By Nathan Lee, Financial Analyst
In 2007 Brazil was awarded the football World Cup with the backdrop of a strengthening economy and the prospect of social change. As it prepares to host the finals, the South American powerhouse lays dormant.
There’s a subdued atmosphere surrounding Brazil in the run up to the football World Cup and 2016 Olympics.
The cost of shining a spotlight on South America’s economic powerhouse has pushed the country to breaking point. Brazil’s economy contracted by 0.5% in the three months to September and analysts believe the dive may continue over concerns of a possible debt rating downgrade for the sovereign.
Schroders’ Emerging Markets Economist Craig Botham says the figures are primarily worrying because, against the backdrop of a weaker currency, net exports are down and the depreciation has not resulted in the macroeconomic adjustment we would expect. Additionally, government spending continues to grow against the backdrop of a fiscal deficit of 3.2 per cent of GDP and a consumer debt service ratio of 21 per cent.
With an election imminent, Brazil looks to be facing a situation akin to Gordon Brown’s spending frenzy before Labour lost their long-term political standing to the baby faced duo of Cameron and Clegg.
“There is no silver bullet for Brazil’s current situation,” Botham says. “High inflation and weak growth limit the scope for loose fiscal or monetary policy as effective remedies. The medicine the economy needs most of all is structural reform to address the many supply side bottlenecks and to incentivise new investment. Unfortunately, we suspect that action on this front is unlikely ahead of October’s elections in 2014.”

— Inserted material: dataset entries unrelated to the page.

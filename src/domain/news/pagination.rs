use super::model::{NewsItem, PaginatedResult, Pagination};

pub const DEFAULT_ITEMS_PER_PAGE: u32 = 12;

/// Slice the merged result set for one page.
///
/// `page` below 1 is clamped to 1, as is `items_per_page`. A page past the end
/// yields an empty slice while still reporting the requested page.
pub fn paginate(items: Vec<NewsItem>, page: u32, items_per_page: u32) -> PaginatedResult {
    let page = page.max(1);
    let items_per_page = items_per_page.max(1);
    let total_items = items.len();
    let total_pages = total_items.div_ceil(items_per_page as usize) as u32;

    let start_index = (page as usize - 1).saturating_mul(items_per_page as usize);
    let page_items: Vec<NewsItem> = items
        .into_iter()
        .skip(start_index)
        .take(items_per_page as usize)
        .collect();

    PaginatedResult {
        items: page_items,
        pagination: Pagination {
            current_page: page,
            total_pages,
            total_items,
            items_per_page,
            has_next_page: page < total_pages,
            has_previous_page: page > 1,
        },
    }
}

New investment is a concept championed by organisers of the World Cup and Olympics, and to a large extent they deliver. Britain has seen a surge of inward investment since the London 2012 Olympics. The £8.9 billion investment has returned a £9.9 billion boost in trade and investment according to UKTI, but London was in a place to fork out such levels of investment, and was not banking on an economic return in inward investment.

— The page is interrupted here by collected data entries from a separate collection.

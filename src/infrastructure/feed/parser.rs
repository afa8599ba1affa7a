use crate::domain::news::text::strip_html;
use crate::domain::news::{Enclosure, FeedError, MediaRef, RawEntry};
use quick_xml::escape::escape;
use quick_xml::events::{BytesStart, Event};
use quick_xml::Reader;

/// Fields whose text is HTML; raw markup nested inside them is kept as text
const HTML_FIELDS: [&str; 3] = ["description", "content", "content:encoded"];

/// Parse RSS 2.0, RSS 1.0 (RDF) or Atom into raw entries.
///
/// Unknown elements are ignored, so vendor extensions never fail a feed.
/// Mismatched or unterminated markup, an empty document and a root that is
/// not a feed all yield `FeedError::Parse`.
pub fn parse(xml: &str) -> Result<Vec<RawEntry>, FeedError> {
    let mut reader = Reader::from_str(xml);

    let mut stack: Vec<String> = Vec::new();
    let mut seen_root = false;
    let mut current: Option<EntryBuilder> = None;
    let mut entries = Vec::new();

    loop {
        let event = reader.read_event().map_err(|e| {
            FeedError::Parse(format!("{} (at byte {})", e, reader.buffer_position()))
        })?;

        match event {
            Event::Start(e) => {
                let name = element_name(&e);
                if !seen_root {
                    check_root(&name)?;
                    seen_root = true;
                }
                let depth = stack.len() + 1;
                match current.as_mut() {
                    Some(builder) => builder.open(&name, &e, depth, false),
                    None if is_entry(&name) => current = Some(EntryBuilder::new(depth)),
                    None => {}
                }
                stack.push(name);
            }
            Event::Empty(e) => {
                let name = element_name(&e);
                if !seen_root {
                    check_root(&name)?;
                    seen_root = true;
                }
                if let Some(builder) = current.as_mut() {
                    builder.open(&name, &e, stack.len() + 1, true);
                }
            }
            Event::End(_) => {
                let depth = stack.len();
                let name = stack.pop().unwrap_or_default();
                if let Some(builder) = current.as_mut() {
                    if depth == builder.depth {
                        if let Some(done) = current.take() {
                            entries.push(done.finish());
                        }
                    } else {
                        builder.close(&name, depth);
                    }
                }
            }
            Event::Text(e) => {
                if let Some(builder) = current.as_mut() {
                    let text = e
                        .unescape()
                        .map_err(|err| FeedError::Parse(err.to_string()))?;
                    let element = stack.last().map(String::as_str).unwrap_or_default();
                    builder.text(&text, element, stack.len());
                }
            }
            Event::CData(e) => {
                if let Some(builder) = current.as_mut() {
                    let text = String::from_utf8_lossy(&e.into_inner()).into_owned();
                    let element = stack.last().map(String::as_str).unwrap_or_default();
                    builder.text(&text, element, stack.len());
                }
            }
            Event::Eof => break,
            _ => {}
        }
    }

    if !seen_root {
        return Err(FeedError::Parse("empty document".to_string()));
    }
    if let Some(open) = stack.last() {
        return Err(FeedError::Parse(format!(
            "unexpected end of document inside <{}>",
            open
        )));
    }

    Ok(entries)
}

fn element_name(e: &BytesStart<'_>) -> String {
    String::from_utf8_lossy(e.name().as_ref()).into_owned()
}

fn check_root(name: &str) -> Result<(), FeedError> {
    match name {
        "rss" | "feed" | "rdf:RDF" => Ok(()),
        other if other.ends_with(":RDF") => Ok(()),
        other => Err(FeedError::Parse(format!(
            "unrecognized root element <{}>",
            other
        ))),
    }
}

fn is_entry(name: &str) -> bool {
    name == "item" || name == "entry"
}

fn attr(e: &BytesStart<'_>, key: &str) -> Option<String> {
    e.attributes()
        .flatten()
        .find(|a| a.key.as_ref() == key.as_bytes())
        .and_then(|a| a.unescape_value().ok().map(|v| v.trim().to_string()))
        .filter(|v| !v.is_empty())
}

fn media_ref(e: &BytesStart<'_>) -> Option<MediaRef> {
    attr(e, "url").map(|url| MediaRef {
        url,
        medium: attr(e, "medium"),
        mime_type: attr(e, "type"),
    })
}

fn markup(e: &BytesStart<'_>, name: &str, empty: bool) -> String {
    let mut out = format!("<{}", name);
    for a in e.attributes().flatten() {
        out.push_str(&format!(
            " {}=\"{}\"",
            String::from_utf8_lossy(a.key.as_ref()),
            String::from_utf8_lossy(&a.value)
        ));
    }
    out.push_str(if empty { "/>" } else { ">" });
    out
}

/// The direct child of an entry currently being read
struct Field {
    name: String,
    text: String,
}

struct EntryBuilder {
    depth: usize,
    entry: RawEntry,
    field: Option<Field>,
}

impl EntryBuilder {
    fn new(depth: usize) -> Self {
        Self {
            depth,
            entry: RawEntry::default(),
            field: None,
        }
    }

    fn field_depth(&self) -> usize {
        self.depth + 1
    }

    fn in_html_field(&self) -> bool {
        self.field
            .as_ref()
            .is_some_and(|f| HTML_FIELDS.contains(&f.name.as_str()))
    }

    fn open(&mut self, name: &str, e: &BytesStart<'_>, depth: usize, empty: bool) {
        self.collect_attributes(name, e, depth);

        if depth == self.field_depth() {
            if !empty {
                self.field = Some(Field {
                    name: name.to_string(),
                    text: String::new(),
                });
            }
        } else if self.in_html_field() {
            if let Some(field) = self.field.as_mut() {
                field.text.push_str(&markup(e, name, empty));
            }
        }
    }

    fn close(&mut self, name: &str, depth: usize) {
        if depth == self.field_depth() {
            if let Some(field) = self.field.take() {
                self.commit(field);
            }
        } else if self.in_html_field() {
            if let Some(field) = self.field.as_mut() {
                field.text.push_str(&format!("</{}>", name));
            }
        }
    }

    fn text(&mut self, text: &str, element: &str, depth: usize) {
        let direct = depth == self.field_depth();
        let html = self.in_html_field();
        if let Some(field) = self.field.as_mut() {
            if direct {
                field.text.push_str(text);
            } else if html {
                field.text.push_str(&escape(text));
            } else if element == "name" {
                // Atom <author><name>
                field.text.push_str(text);
            }
        }
    }

    /// Attribute-carrying elements are read wherever they appear in the entry
    fn collect_attributes(&mut self, name: &str, e: &BytesStart<'_>, depth: usize) {
        let in_group = self
            .field
            .as_ref()
            .is_some_and(|f| f.name == "media:group");

        match name {
            "media:content" => {
                if let Some(media) = media_ref(e) {
                    if in_group {
                        self.entry.media_group.push(media);
                    } else {
                        self.entry.media_content.push(media);
                    }
                }
            }
            "media:thumbnail" => {
                if let Some(media) = media_ref(e) {
                    self.entry.media_thumbnail.push(media);
                }
            }
            "enclosure" => {
                if self.entry.enclosure.is_none() {
                    self.entry.enclosure = attr(e, "url").map(|url| Enclosure {
                        url,
                        mime_type: attr(e, "type"),
                        length: attr(e, "length").and_then(|l| l.parse().ok()),
                    });
                }
            }
            "link" if depth == self.field_depth() => {
                if let Some(href) = attr(e, "href") {
                    match attr(e, "rel").as_deref() {
                        None | Some("alternate") => {
                            if self.entry.link.is_none() {
                                self.entry.link = Some(href);
                            }
                        }
                        Some("enclosure") if self.entry.enclosure.is_none() => {
                            self.entry.enclosure = Some(Enclosure {
                                url: href,
                                mime_type: attr(e, "type"),
                                length: attr(e, "length").and_then(|l| l.parse().ok()),
                            });
                        }
                        _ => {}
                    }
                }
            }
            "category" if depth == self.field_depth() => {
                if let Some(term) = attr(e, "term") {
                    self.entry.categories.push(term);
                }
            }
            _ => {}
        }
    }

    fn commit(&mut self, field: Field) {
        let text = field.text.trim();
        if text.is_empty() {
            return;
        }
        let value = Some(text.to_string());
        let entry = &mut self.entry;

        match field.name.as_str() {
            "title" => set_once(&mut entry.title, value),
            "link" => set_once(&mut entry.link, value),
            "guid" | "id" => set_once(&mut entry.guid, value),
            "description" => set_once(&mut entry.description, value),
            "summary" => {
                let snippet = strip_html(text);
                if !snippet.is_empty() {
                    set_once(&mut entry.content_snippet, Some(snippet));
                }
            }
            "content" => set_once(&mut entry.content, value),
            "content:encoded" => set_once(&mut entry.content_encoded, value),
            "creator" | "itunes:author" => set_once(&mut entry.creator, value),
            "author" => set_once(&mut entry.author, value),
            "dc:creator" => set_once(&mut entry.dc_creator, value),
            "pubDate" => set_once(&mut entry.pub_date, value),
            "published" => entry.iso_date = value,
            "updated" | "dc:date" => set_once(&mut entry.iso_date, value),
            "category" | "dc:subject" => entry.categories.push(text.to_string()),
            _ => {}
        }
    }

    fn finish(self) -> RawEntry {
        self.entry
    }
}

fn set_once(slot: &mut Option<String>, value: Option<String>) {
    if slot.is_none() {
        *slot = value;
    }
}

For Britain, the London 2012 Olympics was the modern equivalent of the Great Exhibition of 1851in the Crystal Palace. Rather than showcase industrial supremacy, we used the event to promote London as a business hub, hence why VIP seats were left empty as the UK public entered ballots to get tickets; it was never meant for them.
Brazil, on the other hand, has a more realistic, rather than materialistic view of the World Cup and Olympics. In 2007 the country was championed as the leader of the BRIC pack and powerhouse of South America. Economic growth was 5.4 per cent, inflation dropped to 3.6 per cent and the current account surplus increased to $3.6 trillion. Brazilians had more income to spend domestically, the country had paid off its debt to the International Monetary Fund (IMF) a year ahead of time and things were looking rosy. If any country could host two international events in a row, it was Brazil.

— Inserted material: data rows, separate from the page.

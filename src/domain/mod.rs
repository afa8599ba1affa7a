pub mod news;
pub mod source;
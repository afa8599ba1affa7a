use axum::{middleware, routing::get, Router};
use std::sync::Arc;
use tower_http::cors::CorsLayer;
use tower_http::trace::TraceLayer;

use crate::{
    controllers::{health, news::NewsController, sources::SourcesController},
    domain::source::SourceRepository,
    error::not_found,
    infrastructure::{config::Config, middleware::request_id_middleware},
};

/// Build the application router with all routes configured
pub fn create_router(
    source_repo: Arc<dyn SourceRepository>,
    news_controller: Arc<NewsController>,
    sources_controller: Arc<SourcesController>,
) -> Router {
    // News routes (public, read-only)
    let news_routes = Router::new()
        .route("/api/news", get(NewsController::get_news))
        .route("/news", get(NewsController::get_news))
        .with_state(news_controller);

    // Source catalog routes
    let source_routes = Router::new()
        .route("/api/sources", get(SourcesController::list_sources))
        .route("/api/categories", get(SourcesController::list_categories))
        .with_state(sources_controller);

    Router::new()
        .route("/health", get(health::health))
        .route("/health/ready", get(health::health_ready))
        .with_state(source_repo)
        .merge(news_routes)
        .merge(source_routes)
        .fallback(not_found)
        .layer(middleware::from_fn(request_id_middleware))
        .layer(CorsLayer::permissive())
        .layer(TraceLayer::new_for_http())
}

/// Start the HTTP server
pub async fn start_http_server(config: &Config, app: Router) -> Result<(), Box<dyn std::error::Error>> {
    let listener =
        tokio::net::TcpListener::bind(format!("{}:{}", config.host, config.port)).await?;

    tracing::info!("Server listening on {}", listener.local_addr()?);

    axum::serve(listener, app).await?;

    Ok(())
}
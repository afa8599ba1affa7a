use chrono::{DateTime, Duration, Utc};

/// One item of a generated fixture feed
#[derive(Clone)]
pub struct FixtureItem {
    pub title: String,
    pub link: String,
    pub published: DateTime<Utc>,
    pub extra: String,
}

impl FixtureItem {
    pub fn new(title: &str, age: Duration) -> Self {
        Self {
            title: title.to_string(),
            link: format!("https://news.example.com/{}", title.to_lowercase().replace(' ', "-")),
            published: Utc::now() - age,
            extra: String::new(),
        }
    }

    /// Raw XML appended inside the <item>
    pub fn with_extra(mut self, xml: &str) -> Self {
        self.extra = xml.to_string();
        self
    }
}

pub fn rss_feed(items: &[FixtureItem]) -> String {
    let body: String = items
        .iter()
        .map(|item| {
            format!(
                r#"
    <item>
      <title>{}</title>
      <link>{}</link>
      <guid>{}</guid>
      <pubDate>{}</pubDate>
      {}
    </item>"#,
                item.title,
                item.link,
                item.link,
                item.published.to_rfc2822(),
                item.extra
            )
        })
        .collect();

    format!(
        r#"<?xml version="1.0" encoding="UTF-8"?>
<rss version="2.0" xmlns:media="http://search.yahoo.com/mrss/" xmlns:dc="http://purl.org/dc/elements/1.1/" xmlns:content="http://purl.org/rss/1.0/modules/content/">
  <channel>
    <title>Fixture Feed</title>
    <link>https://news.example.com</link>{}
  </channel>
</rss>"#,
        body
    )
}

pub fn atom_feed(items: &[FixtureItem]) -> String {
    let body: String = items
        .iter()
        .map(|item| {
            format!(
                r#"
  <entry>
    <title>{}</title>
    <link rel="alternate" href="{}"/>
    <id>{}</id>
    <updated>{}</updated>
    <author><name>Atom Author</name></author>
    {}
  </entry>"#,
                item.title,
                item.link,
                item.link,
                item.published.to_rfc3339(),
                item.extra
            )
        })
        .collect();

    format!(
        r#"<?xml version="1.0" encoding="utf-8"?>
<feed xmlns="http://www.w3.org/2005/Atom">
  <title>Fixture Atom</title>{}
</feed>"#,
        body
    )
}

/// Three well-formed, recent items, deliberately out of order
pub fn healthy_items() -> Vec<FixtureItem> {
    vec![
        FixtureItem::new("Middle story", Duration::hours(2)),
        FixtureItem::new("Newest story", Duration::minutes(30)),
        FixtureItem::new("Oldest story", Duration::hours(5)),
    ]
}

/// Ten recent items, one minute apart
pub fn many_items() -> Vec<FixtureItem> {
    (0..10)
        .map(|i| FixtureItem::new(&format!("Story {}", i), Duration::minutes(i)))
        .collect()
}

Fast forward to 2013 and hosting the World Cup and Olympics seems more like a gamble than an economic certainty. Like South Africa’s World Cup and the Athens Olympics, it risks two weeks of fame for many years of financial turmoil and a huge scraping bill. The South African government has struggled to put a figure on the economic impact of the World Cup, releasing a mid to long-term projection of $6 billion based on a series of unpredictable variables. The Olympic site in Greece remains in rubbles, now a scar on the face of the city, rather than a symbol of status among the world’s elite.
As things stand, Fifa look to be the only ones who will benefit from the World Cup in Brazil. The world soccer organization earned $2.4 billion from selling television rights to the World Cup in South Africa and $1.07 billion from marketing rights. Their spend in relation to returns far exceeds Brazil’s, and one must question whether spending billions of dollars on events in countries where poverty is still prevalent is the economic saviour they expect.
Economists Simon Cooper and Stefan Symanski wrote about the World Cup in Brazil in their 2012 book, Soccernomics: “The Brazilian World Cup is best understood as a series of financial transfers: from women to men (who will have more fun), from Brazilian taxpayers to FIFA and the world’s soccer fans, and from taxpayers to Brazilian soccer clubs [who benefit from new stadiums and marketing for soccer] and construction companies. Possibly Brazilian society deserves these transfers. Still, we have to be clear that this is what’s going on: a transfer of wealth from Brazil as a whole to various interest groups inside and outside the country.
“This is not an economic bonanza. Brazil is sacrificing a little bit of its future to host the World Cup.”